ANÁLISE: Entre o Compromisso com o Povo e a Submissão Partidária

Por Jornal Creator 



Na recente cerimónia de indução dos deputados da Frelimo, realizada na Escola Central do Partido, o presidente da formação, Daniel Chapo, lançou um apelo — ou, melhor dizendo, uma exigência — aos parlamentares da sua bancada: compromisso com as necessidades do povo. À primeira vista, a declaração soa louvável, quase como um grito de renovação. Mas, ao examinar cuidadosamente o conteúdo e o contexto do discurso, o que se percebe é um reforço da velha lógica de submissão à hierarquia partidária, mais do que uma real abertura ao debate plural e democrático.
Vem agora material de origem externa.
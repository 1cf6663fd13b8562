//! Error handling for the live translation backend.
//!
//! This module defines the application-wide error type and the mapping from
//! internal failures to HTTP responses. Every REST handler returns
//! `AppResult<T>`, and actix-web converts an `AppError` into a JSON error
//! envelope through the `ResponseError` implementation below.
//!
//! WebSocket sessions do not use this type on the wire; they report problems
//! through protocol-level `error` events instead (see `protocol::ServerMessage`).

use actix_web::{HttpResponse, ResponseError};
use serde_json::json;
use std::fmt;

use crate::engine::EngineError;

/// Application-wide error type.
///
/// Each variant corresponds to a class of failure with a distinct HTTP status
/// code. The inner `String` carries a human-readable description that is safe
/// to return to clients (no secrets, no internal paths).
#[derive(Debug)]
pub enum AppError {
    /// Unexpected internal failures (I/O, poisoned state, bugs). Maps to 500.
    Internal(String),

    /// Malformed request payloads, unparseable JSON or multipart data. Maps to 400.
    BadRequest(String),

    /// Unknown routes or missing resources. Maps to 404.
    NotFound(String),

    /// Configuration loading or validation failures. Maps to 500.
    ConfigError(String),

    /// Requests that parse correctly but violate a documented constraint,
    /// such as an unsupported language code or a WAV file with the wrong
    /// sample rate. Maps to 400.
    ValidationError(String),

    /// Uploads that exceed the configured size limit. Maps to 413.
    PayloadTooLarge(String),

    /// Failures reported by the speech recognition engine while serving a
    /// request, including connection and authentication problems. Maps to 502.
    Engine(String),

    /// The server is at its configured session capacity. Maps to 503.
    ServiceUnavailable(String),
}

impl fmt::Display for AppError {
    fn fmt(&self, f: &mut fmt::Formatter<'_>) -> fmt::Result {
        match self {
            AppError::Internal(msg) => write!(f, "Internal server error: {}", msg),
            AppError::BadRequest(msg) => write!(f, "Bad request: {}", msg),
            AppError::NotFound(msg) => write!(f, "Not found: {}", msg),
            AppError::ConfigError(msg) => write!(f, "Configuration error: {}", msg),
            AppError::ValidationError(msg) => write!(f, "Validation error: {}", msg),
            AppError::PayloadTooLarge(msg) => write!(f, "Payload too large: {}", msg),
            AppError::Engine(msg) => write!(f, "Speech engine error: {}", msg),
            AppError::ServiceUnavailable(msg) => write!(f, "Service unavailable: {}", msg),
        }
    }
}

impl ResponseError for AppError {
    /// Converts the error into an HTTP response with a JSON body.
    ///
    /// The envelope shape is shared by every endpoint:
    ///
    /// ```json
    /// {
    ///   "error": {
    ///     "type": "validation_error",
    ///     "message": "Unsupported language code: xx-YY",
    ///     "timestamp": "2025-01-15T10:30:00Z"
    ///   }
    /// }
    /// ```
    fn error_response(&self) -> HttpResponse {
        let (status, error_type, message) = match self {
            AppError::Internal(msg) => (
                actix_web::http::StatusCode::INTERNAL_SERVER_ERROR,
                "internal_error",
                msg.clone(),
            ),
            AppError::BadRequest(msg) => (
                actix_web::http::StatusCode::BAD_REQUEST,
                "bad_request",
                msg.clone(),
            ),
            AppError::NotFound(msg) => (
                actix_web::http::StatusCode::NOT_FOUND,
                "not_found",
                msg.clone(),
            ),
            AppError::ConfigError(msg) => (
                actix_web::http::StatusCode::INTERNAL_SERVER_ERROR,
                "config_error",
                msg.clone(),
            ),
            AppError::ValidationError(msg) => (
                actix_web::http::StatusCode::BAD_REQUEST,
                "validation_error",
                msg.clone(),
            ),
            AppError::PayloadTooLarge(msg) => (
                actix_web::http::StatusCode::PAYLOAD_TOO_LARGE,
                "payload_too_large",
                msg.clone(),
            ),
            AppError::Engine(msg) => (
                actix_web::http::StatusCode::BAD_GATEWAY,
                "engine_error",
                msg.clone(),
            ),
            AppError::ServiceUnavailable(msg) => (
                actix_web::http::StatusCode::SERVICE_UNAVAILABLE,
                "service_unavailable",
                msg.clone(),
            ),
        };

        HttpResponse::build(status).json(json!({
            "error": {
                "type": error_type,
                "message": message,
                "timestamp": chrono::Utc::now().to_rfc3339(),
            }
        }))
    }
}

impl From<anyhow::Error> for AppError {
    fn from(err: anyhow::Error) -> Self {
        AppError::Internal(err.to_string())
    }
}

impl From<serde_json::Error> for AppError {
    fn from(err: serde_json::Error) -> Self {
        AppError::BadRequest(format!("JSON parsing error: {}", err))
    }
}

impl From<config::ConfigError> for AppError {
    fn from(err: config::ConfigError) -> Self {
        AppError::ConfigError(err.to_string())
    }
}

impl From<std::io::Error> for AppError {
    fn from(err: std::io::Error) -> Self {
        AppError::Internal(format!("IO error: {}", err))
    }
}

impl From<EngineError> for AppError {
    fn from(err: EngineError) -> Self {
        AppError::Engine(err.to_string())
    }
}

/// Convenience alias used by all REST handlers.
pub type AppResult<T> = Result<T, AppError>;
Chapo destacou a importância de "manter firmeza e clareza" para mudar o cenário do país, exigindo dos deputados fidelidade total aos princípios da Frelimo. No entanto, essa ênfase na "disciplina partidária" levanta uma questão essencial: como conciliar o verdadeiro compromisso com as necessidades populares com a rigidez da fidelidade ideológica? Em regimes democráticos saudáveis, o papel dos deputados é, antes de tudo, representar os cidadãos — e isso inclui o direito de questionar, criticar e até contrariar as diretrizes do partido quando estas não correspondem aos interesses do povo.
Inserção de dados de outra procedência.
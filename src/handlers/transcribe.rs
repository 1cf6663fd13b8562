//! Degraded-mode transcription endpoint.
//!
//! Clients that cannot hold a streaming WebSocket open record a clip
//! locally and POST it here instead. The upload is a WAV file that must
//! already be in the stream format (16 kHz mono 16-bit PCM by default);
//! the server validates the header and hands the raw samples to the engine
//! without re-encoding anything.

use crate::config::AudioConfig;
use crate::engine::RecognitionEngine;
use crate::error::{AppError, AppResult};
use crate::languages;
use crate::state::AppState;
use actix_multipart::{Field, Multipart};
use actix_web::{web, HttpResponse};
use futures_util::stream::StreamExt;
use serde_json::json;
use std::io::Cursor;
use tracing::{debug, info};

/// ## Endpoint: `POST /transcribe`
///
/// Multipart form with a `file` field carrying the WAV clip and an optional
/// `language` text field. Responds with:
///
/// ```json
/// {
///   "success": true,
///   "text": "hello world",
///   "language": "en-US",
///   "language_probability": null
/// }
/// ```
pub async fn transcribe_upload(
    mut payload: Multipart,
    state: web::Data<AppState>,
    engine: web::Data<dyn RecognitionEngine>,
) -> AppResult<HttpResponse> {
    if !engine.is_configured() {
        return Err(AppError::Engine(
            "Speech service credentials are not configured".to_string(),
        ));
    }

    let config = state.get_config();
    let max_bytes = config.limits.max_upload_bytes;

    let mut file_bytes: Option<Vec<u8>> = None;
    let mut language_field: Option<String> = None;

    while let Some(item) = payload.next().await {
        let mut field: Field =
            item.map_err(|e| AppError::BadRequest(format!("Multipart error: {}", e)))?;

        let field_name = field
            .content_disposition()
            .and_then(|cd| cd.get_name())
            .map(|name| name.to_string())
            .ok_or_else(|| AppError::BadRequest("Missing multipart field name".to_string()))?;

        // Unknown fields are drained too; a multipart stream cannot be
        // skipped ahead.
        let mut bytes = Vec::new();
        while let Some(chunk) = field.next().await {
            let chunk =
                chunk.map_err(|e| AppError::BadRequest(format!("Upload interrupted: {}", e)))?;
            if bytes.len() + chunk.len() > max_bytes {
                return Err(AppError::PayloadTooLarge(format!(
                    "Upload exceeds the configured limit of {} bytes",
                    max_bytes
                )));
            }
            bytes.extend_from_slice(&chunk);
        }

        match field_name.as_str() {
            "file" => file_bytes = Some(bytes),
            "language" => {
                let value = String::from_utf8(bytes).map_err(|_| {
                    AppError::BadRequest("Language field is not valid UTF-8".to_string())
                })?;
                let value = value.trim().to_string();
                if !value.is_empty() && value != "auto" {
                    language_field = Some(value);
                }
            }
            other => debug!(field = %other, "Ignoring unknown multipart field"),
        }
    }

    let file_bytes =
        file_bytes.ok_or_else(|| AppError::BadRequest("Missing 'file' field in upload".to_string()))?;

    let language = match language_field {
        Some(code) => Some(
            languages::resolve(&code)
                .ok_or_else(|| {
                    AppError::ValidationError(format!("Unsupported language code: {}", code))
                })?
                .to_string(),
        ),
        None => None,
    };

    let pcm = extract_pcm(&file_bytes, &config.audio)?;
    info!(
        upload_bytes = file_bytes.len(),
        language = language.as_deref().unwrap_or("auto"),
        "Transcribing uploaded clip"
    );

    let result = engine.transcribe_once(pcm, language).await?;

    Ok(HttpResponse::Ok().json(json!({
        "success": true,
        "text": result.text,
        "language": result.language,
        "language_probability": result.language_probability
    })))
}

/// Validates the WAV header against the stream format and returns the raw
/// little-endian PCM payload.
fn extract_pcm(bytes: &[u8], required: &AudioConfig) -> AppResult<Vec<u8>> {
    let mut cursor = Cursor::new(bytes);
    let (header, data) = wav::read(&mut cursor)
        .map_err(|e| AppError::ValidationError(format!("Not a readable WAV file: {}", e)))?;

    if header.audio_format != wav::header::WAV_FORMAT_PCM {
        return Err(AppError::ValidationError(format!(
            "Only PCM WAV uploads are supported (format tag {})",
            header.audio_format
        )));
    }
    if header.channel_count != required.channels as u16 {
        return Err(AppError::ValidationError(format!(
            "Channel count mismatch: expected {}, got {}",
            required.channels, header.channel_count
        )));
    }
    if header.sampling_rate != required.sample_rate {
        return Err(AppError::ValidationError(format!(
            "Sample rate mismatch: expected {} Hz, got {} Hz",
            required.sample_rate, header.sampling_rate
        )));
    }
    if header.bits_per_sample != required.bits_per_sample as u16 {
        return Err(AppError::ValidationError(format!(
            "Bit depth mismatch: expected {}-bit, got {}-bit",
            required.bits_per_sample, header.bits_per_sample
        )));
    }

    let samples = match data {
        wav::BitDepth::Sixteen(samples) => samples,
        _ => {
            return Err(AppError::ValidationError(
                "Expected 16-bit PCM samples".to_string(),
            ))
        }
    };

    if samples.is_empty() {
        return Err(AppError::ValidationError(
            "Audio payload contains no samples".to_string(),
        ));
    }

    let mut pcm = Vec::with_capacity(samples.len() * 2);
    for sample in samples {
        pcm.extend_from_slice(&sample.to_le_bytes());
    }
    Ok(pcm)
}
Ao exigir que os parlamentares "dominem as matérias" e "vencem o debate pela força da lógica", Chapo propõe um ideal parlamentar meritocrático. Mas essa retórica entra em choque com a prática reiterada da Frelimo de bloquear, silenciar ou marginalizar vozes críticas — inclusive dentro da própria bancada. Deputados que ousam divergir são frequentemente punidos com ostracismo político ou afastamento de comissões-chave.

É também importante destacar o tom imperativo de frases como “deputado deve inspirar confiança” e “ser agente de soluções”. São princípios importantes, sim — mas na ausência de liberdade de pensamento e ação, soam mais como slogans do que como metas realizáveis. Um deputado que não pode votar de acordo com a sua consciência dificilmente poderá representar com fidelidade os seus eleitores.

Em suma, o discurso de Daniel Chapo revela mais sobre os limites da democracia interna na Frelimo do que sobre qualquer renovação de compromisso com o povo. A exigência de lealdade absoluta ao partido está em contradição direta com o pluralismo democrático e com a independência que o Parlamento deveria garantir. O povo moçambicano não precisa apenas de deputados comprometidos — precisa de deputados livres. E isso, infelizmente, ainda parece distante do horizonte traçado pela atual liderança partidária.